[[ THE DATA, beginning ]]

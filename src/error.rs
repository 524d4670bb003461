//! Error types shared by provider adapters and the chat pipeline.
//!
//! Only [`ProviderError`] values cross the pipeline boundary as hard failures.
//! Tool lookup, argument parsing and iteration-ceiling conditions are absorbed
//! into conversation content and never show up here.

use thiserror::Error;

#[derive(Debug, Error)]
pub enum ProviderError {
    #[error("{provider} is unavailable: {reason}")]
    Unavailable { provider: String, reason: String },

    #[error("Connection error: {0}")]
    Connection(String),

    #[error("Request error: {0}")]
    Request(String),

    #[error("Authentication failed: {0}")]
    Auth(String),

    #[error("Model not found: {0}")]
    ModelNotFound(String),

    #[error("Server returned status {status}: {body}")]
    Status { status: u16, body: String },

    #[error("Parse error: {0}")]
    Parse(String),

    #[error("Stream error: {0}")]
    Stream(String),
}

impl ProviderError {
    pub fn unavailable(provider: &str, reason: impl Into<String>) -> Self {
        ProviderError::Unavailable {
            provider: provider.to_string(),
            reason: reason.into(),
        }
    }

    /// Maps a transport failure from `send()`.
    pub fn from_send(provider: &str, base_url: &str, err: reqwest::Error) -> Self {
        if err.is_connect() {
            ProviderError::Connection(format!(
                "Cannot connect to {} at {}: {}",
                provider, base_url, err
            ))
        } else if err.is_timeout() {
            ProviderError::Request("Request timed out".to_string())
        } else {
            ProviderError::Request(err.to_string())
        }
    }

    /// Maps a non-success HTTP status. `body` is the response text, if readable.
    pub fn from_status(status: reqwest::StatusCode, model: &str, body: String) -> Self {
        match status {
            reqwest::StatusCode::NOT_FOUND => ProviderError::ModelNotFound(model.to_string()),
            reqwest::StatusCode::UNAUTHORIZED | reqwest::StatusCode::FORBIDDEN => {
                ProviderError::Auth("Check your API key".to_string())
            }
            _ => ProviderError::Status {
                status: status.as_u16(),
                body,
            },
        }
    }
}

#[derive(Debug, Error)]
pub enum StageError {
    #[error(transparent)]
    Provider(#[from] ProviderError),

    #[error("Configuration error: {0}")]
    Configuration(String),

    #[error("Context extraction failed: {0}")]
    Context(String),

    #[error("Processing error: {0}")]
    Processing(String),
}

/// A failure that aborted a pipeline run, tagged with the stage it came from.
#[derive(Debug, Error)]
#[error("pipeline stage '{stage}' failed: {source}")]
pub struct PipelineError {
    pub stage: &'static str,
    #[source]
    pub source: StageError,
}

impl PipelineError {
    pub fn new(stage: &'static str, source: impl Into<StageError>) -> Self {
        Self {
            stage,
            source: source.into(),
        }
    }

    pub fn is_unavailable(&self) -> bool {
        matches!(
            self.source,
            StageError::Provider(ProviderError::Unavailable { .. })
        )
    }
}

#[cfg(test)]
mod tests {
    use super::*;

    #[test]
    fn test_provider_error_display() {
        let err = ProviderError::unavailable("openai", "API key is not set");
        assert_eq!(err.to_string(), "openai is unavailable: API key is not set");

        let err = ProviderError::Status {
            status: 500,
            body: "boom".to_string(),
        };
        assert_eq!(err.to_string(), "Server returned status 500: boom");

        let err = ProviderError::ModelNotFound("gpt-x".to_string());
        assert_eq!(err.to_string(), "Model not found: gpt-x");
    }

    #[test]
    fn test_from_status_mapping() {
        let err = ProviderError::from_status(reqwest::StatusCode::NOT_FOUND, "m", String::new());
        assert!(matches!(err, ProviderError::ModelNotFound(ref m) if m == "m"));

        let err =
            ProviderError::from_status(reqwest::StatusCode::UNAUTHORIZED, "m", String::new());
        assert!(matches!(err, ProviderError::Auth(_)));

        let err = ProviderError::from_status(
            reqwest::StatusCode::BAD_GATEWAY,
            "m",
            "upstream".to_string(),
        );
        assert!(matches!(err, ProviderError::Status { status: 502, .. }));
    }

    #[test]
    fn test_pipeline_error_carries_stage() {
        let err = PipelineError::new(
            "llm_completion",
            ProviderError::Connection("refused".to_string()),
        );
        assert_eq!(err.stage, "llm_completion");
        assert!(err.to_string().contains("llm_completion"));
        assert!(err.to_string().contains("refused"));
        assert!(!err.is_unavailable());

        let err = PipelineError::new(
            "llm_completion",
            ProviderError::unavailable("anthropic", "disabled"),
        );
        assert!(err.is_unavailable());
    }

    #[test]
    fn test_stage_error_from_provider_is_transparent() {
        let err: StageError = ProviderError::Parse("bad json".to_string()).into();
        assert_eq!(err.to_string(), "Parse error: bad json");
    }
}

[[ THE DATA, end ]]

WHAT THE TASK ASKS.
For each entry above, please make an exact copy.

FINAL ANSWER.
filename src/error.rs
repository 524d4670bb003461
//! Error types shared by provider adapters and the chat pipeline.
//!
//! Only [`ProviderError`] values cross the pipeline boundary as hard failures.
//! Tool lookup, argument parsing and iteration-ceiling conditions are absorbed
//! into conversation content and never show up here.

use thiserror::Error;

#[derive(Debug, Error)]
pub enum ProviderError {
    #[error("{provider} is unavailable: {reason}")]
    Unavailable { provider: String, reason: String },

    #[error("Connection error: {0}")]
    Connection(String),

    #[error("Request error: {0}")]
    Request(String),

    #[error("Authentication failed: {0}")]
    Auth(String),

    #[error("Model not found: {0}")]
    ModelNotFound(String),

    #[error("Server returned status {status}: {body}")]
    Status { status: u16, body: String },

    #[error("Parse error: {0}")]
    Parse(String),

    #[error("Stream error: {0}")]
    Stream(String),
}

impl ProviderError {
    pub fn unavailable(provider: &str, reason: impl Into<String>) -> Self {
        ProviderError::Unavailable {
            provider: provider.to_string(),
            reason: reason.into(),
        }
    }

    /// Maps a transport failure from `send()`.
    pub fn from_send(provider: &str, base_url: &str, err: reqwest::Error) -> Self {
        if err.is_connect() {
            ProviderError::Connection(format!(
                "Cannot connect to {} at {}: {}",
                provider, base_url, err
            ))
        } else if err.is_timeout() {
            ProviderError::Request("Request timed out".to_string())
        } else {
            ProviderError::Request(err.to_string())
        }
    }

    /// Maps a non-success HTTP status. `body` is the response text, if readable.
    pub fn from_status(status: reqwest::StatusCode, model: &str, body: String) -> Self {
        match status {
            reqwest::StatusCode::NOT_FOUND => ProviderError::ModelNotFound(model.to_string()),
            reqwest::StatusCode::UNAUTHORIZED | reqwest::StatusCode::FORBIDDEN => {
                ProviderError::Auth("Check your API key".to_string())
            }
            _ => ProviderError::Status {
                status: status.as_u16(),
                body,
            },
        }
    }
}

#[derive(Debug, Error)]
pub enum StageError {
    #[error(transparent)]
    Provider(#[from] ProviderError),

    #[error("Configuration error: {0}")]
    Configuration(String),

    #[error("Context extraction failed: {0}")]
    Context(String),

    #[error("Processing error: {0}")]
    Processing(String),
}

/// A failure that aborted a pipeline run, tagged with the stage it came from.
#[derive(Debug, Error)]
#[error("pipeline stage '{stage}' failed: {source}")]
pub struct PipelineError {
    pub stage: &'static str,
    #[source]
    pub source: StageError,
}

impl PipelineError {
    pub fn new(stage: &'static str, source: impl Into<StageError>) -> Self {
        Self {
            stage,
            source: source.into(),
        }
    }

    pub fn is_unavailable(&self) -> bool {
        matches!(
            self.source,
            StageError::Provider(ProviderError::Unavailable { .. })
        )
    }
}

#[cfg(test)]
mod tests {
    use super::*;

    #[test]
    fn test_provider_error_display() {
        let err = ProviderError::unavailable("openai", "API key is not set");
        assert_eq!(err.to_string(), "openai is unavailable: API key is not set");

        let err = ProviderError::Status {
            status: 500,
            body: "boom".to_string(),
        };
        assert_eq!(err.to_string(), "Server returned status 500: boom");

        let err = ProviderError::ModelNotFound("gpt-x".to_string());
        assert_eq!(err.to_string(), "Model not found: gpt-x");
    }

    #[test]
    fn test_from_status_mapping() {
        let err = ProviderError::from_status(reqwest::StatusCode::NOT_FOUND, "m", String::new());
        assert!(matches!(err, ProviderError::ModelNotFound(ref m) if m == "m"));

        let err =
            ProviderError::from_status(reqwest::StatusCode::UNAUTHORIZED, "m", String::new());
        assert!(matches!(err, ProviderError::Auth(_)));

        let err = ProviderError::from_status(
            reqwest::StatusCode::BAD_GATEWAY,
            "m",
            "upstream".to_string(),
        );
        assert!(matches!(err, ProviderError::Status { status: 502, .. }));
    }

    #[test]
    fn test_pipeline_error_carries_stage() {
        let err = PipelineError::new(
            "llm_completion",
            ProviderError::Connection("refused".to_string()),
        );
        assert_eq!(err.stage, "llm_completion");
        assert!(err.to_string().contains("llm_completion"));
        assert!(err.to_string().contains("refused"));
        assert!(!err.is_unavailable());

        let err = PipelineError::new(
            "llm_completion",
            ProviderError::unavailable("anthropic", "disabled"),
        );
        assert!(err.is_unavailable());
    }

    #[test]
    fn test_stage_error_from_provider_is_transparent() {
        let err: StageError = ProviderError::Parse("bad json".to_string()).into();
        assert_eq!(err.to_string(), "Parse error: bad json");
    }
}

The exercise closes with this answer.